◆ YOUR ASSIGNMENT
Copy out the first line of the listing and every line after it, exactly, until you have copied the line containing "use tempfile::NamedTempFile;".

◆ THE INPUT
+===+
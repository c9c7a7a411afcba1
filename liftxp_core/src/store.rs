//! Workout log and avatar stores.
//!
//! The engine talks to storage through three small traits. [`Database`]
//! implements all of them in memory and persists as a single JSON document,
//! so every operation's writes land together or not at all.

use crate::rules::week_start;
use crate::{Error, Result, UserAvatar, WorkoutLog};
use chrono::NaiveDate;
use fs2::FileExt;
use serde::{Deserialize, Serialize};
use std::fs::{File, OpenOptions};
use std::io::{Read, Write};
use std::path::{Path, PathBuf};
use tempfile::NamedTempFile;
use uuid::Uuid;

/// Criteria for listing workout logs
#[derive(Clone, Debug, Default)]
pub struct LogFilter {
    pub user_id: Option<String>,
    /// Inclusive lower bound on the log date
    pub from: Option<NaiveDate>,
    /// Inclusive upper bound on the log date
    pub to: Option<NaiveDate>,
}

impl LogFilter {
    pub fn for_user(user_id: impl Into<String>) -> Self {
        Self {
            user_id: Some(user_id.into()),
            ..Default::default()
        }
    }

    pub fn matches(&self, log: &WorkoutLog) -> bool {
        self.user_id.as_deref().map_or(true, |u| log.user_id == u)
            && self.from.map_or(true, |from| log.date >= from)
            && self.to.map_or(true, |to| log.date <= to)
    }
}

/// Persistence for workout logs
pub trait WorkoutLogStore {
    fn create_log(&mut self, log: WorkoutLog) -> Result<WorkoutLog>;
    fn update_log(&mut self, id: Uuid, log: WorkoutLog) -> Result<WorkoutLog>;
    fn delete_log(&mut self, id: Uuid) -> Result<()>;
    fn get_log(&self, id: Uuid) -> Result<Option<WorkoutLog>>;
    /// Matching logs, newest date first
    fn filter_logs(&self, filter: &LogFilter) -> Result<Vec<WorkoutLog>>;
}

/// Persistence for trainee avatars
pub trait AvatarStore {
    fn find_avatar(&self, user_id: &str) -> Result<Option<UserAvatar>>;
    fn insert_avatar(&mut self, avatar: UserAvatar) -> Result<UserAvatar>;
    fn update_avatar(&mut self, id: Uuid, avatar: UserAvatar) -> Result<UserAvatar>;
}

/// Number of workouts per trainee per Sunday-start week
pub trait WeeklyCounter {
    fn weekly_count(&self, user_id: &str, week_start: NaiveDate) -> Result<u32>;
}

/// Count of logs for one (user, week) pair
#[derive(Clone, Debug, Serialize, Deserialize, PartialEq)]
pub struct WeekCount {
    pub user_id: String,
    pub week_start: NaiveDate,
    pub count: u32,
}

/// In-memory store holding logs, avatars and weekly counters
#[derive(Clone, Debug, Serialize, Deserialize, Default)]
pub struct Database {
    #[serde(default)]
    pub logs: Vec<WorkoutLog>,
    #[serde(default)]
    pub avatars: Vec<UserAvatar>,
    #[serde(default)]
    pub week_counts: Vec<WeekCount>,
}

impl Database {
    fn bump_week(&mut self, user_id: &str, date: NaiveDate) {
        let start = week_start(date);
        match self
            .week_counts
            .iter_mut()
            .find(|w| w.user_id == user_id && w.week_start == start)
        {
            Some(entry) => entry.count += 1,
            None => self.week_counts.push(WeekCount {
                user_id: user_id.to_string(),
                week_start: start,
                count: 1,
            }),
        }
    }

    fn drop_week(&mut self, user_id: &str, date: NaiveDate) {
        let start = week_start(date);
        if let Some(entry) = self
            .week_counts
            .iter_mut()
            .find(|w| w.user_id == user_id && w.week_start == start)
        {
            entry.count = entry.count.saturating_sub(1);
        }
        self.week_counts.retain(|w| w.count > 0);
    }

    /// Recompute every weekly counter from the stored logs
    ///
    /// Returns the number of (user, week) entries after the rebuild.
    pub fn rebuild_weekly_counts(&mut self) -> usize {
        self.week_counts.clear();
        let entries: Vec<(String, NaiveDate)> = self
            .logs
            .iter()
            .map(|log| (log.user_id.clone(), log.date))
            .collect();
        for (user_id, date) in entries {
            self.bump_week(&user_id, date);
        }
        tracing::info!("Rebuilt {} weekly counters", self.week_counts.len());
        self.week_counts.len()
    }

    /// Load the database from a file with shared locking
    ///
    /// Returns an empty database if the file doesn't exist. A file that
    /// cannot be parsed is moved aside to `<name>.corrupt` and an empty
    /// database is returned.
    pub fn load(path: &Path) -> Result<Self> {
        if !path.exists() {
            tracing::info!("No database file found at {:?}, starting empty", path);
            return Ok(Self::default());
        }

        let file = File::open(path)?;
        file.lock_shared()?;

        let mut contents = String::new();
        let read = std::io::BufReader::new(&file).read_to_string(&mut contents);
        file.unlock()?;
        read?;

        match serde_json::from_str::<Database>(&contents) {
            Ok(db) => {
                tracing::debug!(
                    "Loaded {} logs and {} avatars from {:?}",
                    db.logs.len(),
                    db.avatars.len(),
                    path
                );
                Ok(db)
            }
            Err(e) => {
                let aside = corrupt_path(path);
                tracing::warn!(
                    "Failed to parse database {:?}: {}. Moved it to {:?} and starting empty.",
                    path,
                    e,
                    aside
                );
                std::fs::rename(path, &aside)?;
                Ok(Self::default())
            }
        }
    }

    /// Save the database while holding the writer lock
    pub fn save(&self, path: &Path) -> Result<()> {
        let _lock = WriteLock::acquire(path)?;
        self.write_to(path)
    }

    /// Load, run `f`, and save only if `f` succeeds
    ///
    /// The writer lock is held from load to save, so concurrent updates run
    /// one after another. An error from `f` leaves the file untouched, so an
    /// operation's avatar and log writes are never persisted halfway.
    pub fn update<T, F>(path: &Path, f: F) -> Result<T>
    where
        F: FnOnce(&mut Database) -> Result<T>,
    {
        let _lock = WriteLock::acquire(path)?;
        let mut db = Self::load(path)?;
        let value = f(&mut db)?;
        db.write_to(path)?;
        Ok(value)
    }

    /// Write to a temp file in the same directory, sync it, then rename it
    /// over the original. Callers hold the writer lock.
    fn write_to(&self, path: &Path) -> Result<()> {
        let parent = parent_dir(path);
        let temp = NamedTempFile::new_in(parent)?;

        {
            let mut writer = std::io::BufWriter::new(temp.as_file());
            let contents = serde_json::to_string(self)?;
            writer.write_all(contents.as_bytes())?;
            writer.flush()?;
        }

        temp.as_file().sync_all()?;
        temp.persist(path).map_err(|e| Error::Io(e.error))?;

        tracing::debug!("Saved database to {:?}", path);
        Ok(())
    }
}

/// Exclusive lock on `<db>.lock`, released on drop
///
/// The database file itself is replaced by rename on every save, so writers
/// coordinate on this sidecar whose inode never changes.
struct WriteLock {
    file: File,
}

impl WriteLock {
    fn acquire(db_path: &Path) -> Result<Self> {
        std::fs::create_dir_all(parent_dir(db_path))?;
        let file = OpenOptions::new()
            .create(true)
            .write(true)
            .open(lock_path(db_path))?;
        file.lock_exclusive()?;
        Ok(Self { file })
    }
}

impl Drop for WriteLock {
    fn drop(&mut self) {
        if let Err(e) = self.file.unlock() {
            tracing::warn!("Failed to release database lock: {}", e);
        }
    }
}

fn parent_dir(path: &Path) -> &Path {
    match path.parent() {
        Some(p) if !p.as_os_str().is_empty() => p,
        _ => Path::new("."),
    }
}

fn lock_path(path: &Path) -> PathBuf {
    let mut name = path
        .file_name()
        .map(|n| n.to_os_string())
        .unwrap_or_default();
    name.push(".lock");
    path.with_file_name(name)
}

fn corrupt_path(path: &Path) -> PathBuf {
    let mut name = path
        .file_name()
        .map(|n| n.to_os_string())
        .unwrap_or_default();
    name.push(".corrupt");
    path.with_file_name(name)
}

impl WorkoutLogStore for Database {
    fn create_log(&mut self, log: WorkoutLog) -> Result<WorkoutLog> {
        if self.logs.iter().any(|l| l.id == log.id) {
            return Err(Error::Other(format!("Workout log {} already exists", log.id)));
        }
        self.bump_week(&log.user_id, log.date);
        self.logs.push(log.clone());
        Ok(log)
    }

    fn update_log(&mut self, id: Uuid, log: WorkoutLog) -> Result<WorkoutLog> {
        let index = self
            .logs
            .iter()
            .position(|l| l.id == id)
            .ok_or(Error::LogNotFound(id))?;
        let previous = self.logs[index].clone();
        if previous.user_id != log.user_id || previous.date != log.date {
            self.drop_week(&previous.user_id, previous.date);
            self.bump_week(&log.user_id, log.date);
        }
        self.logs[index] = WorkoutLog { id, ..log };
        Ok(self.logs[index].clone())
    }

    fn delete_log(&mut self, id: Uuid) -> Result<()> {
        let index = self
            .logs
            .iter()
            .position(|l| l.id == id)
            .ok_or(Error::LogNotFound(id))?;
        let removed = self.logs.remove(index);
        self.drop_week(&removed.user_id, removed.date);
        Ok(())
    }

    fn get_log(&self, id: Uuid) -> Result<Option<WorkoutLog>> {
        Ok(self.logs.iter().find(|l| l.id == id).cloned())
    }

    fn filter_logs(&self, filter: &LogFilter) -> Result<Vec<WorkoutLog>> {
        let mut logs: Vec<WorkoutLog> = self
            .logs
            .iter()
            .filter(|l| filter.matches(l))
            .cloned()
            .collect();
        logs.sort_by(|a, b| b.date.cmp(&a.date));
        Ok(logs)
    }
}

impl AvatarStore for Database {
    fn find_avatar(&self, user_id: &str) -> Result<Option<UserAvatar>> {
        Ok(self.avatars.iter().find(|a| a.user_id == user_id).cloned())
    }

    fn insert_avatar(&mut self, avatar: UserAvatar) -> Result<UserAvatar> {
        if self.avatars.iter().any(|a| a.user_id == avatar.user_id) {
            return Err(Error::AvatarExists {
                user_id: avatar.user_id,
            });
        }
        self.avatars.push(avatar.clone());
        Ok(avatar)
    }

    fn update_avatar(&mut self, id: Uuid, avatar: UserAvatar) -> Result<UserAvatar> {
        let slot = self
            .avatars
            .iter_mut()
            .find(|a| a.id == id)
            .ok_or_else(|| Error::NoAvatar {
                user_id: avatar.user_id.clone(),
            })?;
        *slot = UserAvatar { id, ..avatar };
        Ok(slot.clone())
    }
}

impl WeeklyCounter for Database {
    fn weekly_count(&self, user_id: &str, week_start: NaiveDate) -> Result<u32> {
        Ok(self
            .week_counts
            .iter()
            .find(|w| w.user_id == user_id && w.week_start == week_start)
            .map_or(0, |w| w.count))
    }
}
+===+
◆ SOLUTION
repository c9c7a7a411afcba1
filename liftxp_core/src/store.rs
//! Workout log and avatar stores.
//!
//! The engine talks to storage through three small traits. [`Database`]
//! implements all of them in memory and persists as a single JSON document,
//! so every operation's writes land together or not at all.

use crate::rules::week_start;
use crate::{Error, Result, UserAvatar, WorkoutLog};
use chrono::NaiveDate;
use fs2::FileExt;
use serde::{Deserialize, Serialize};
use std::fs::{File, OpenOptions};
use std::io::{Read, Write};
use std::path::{Path, PathBuf};
use tempfile::NamedTempFile;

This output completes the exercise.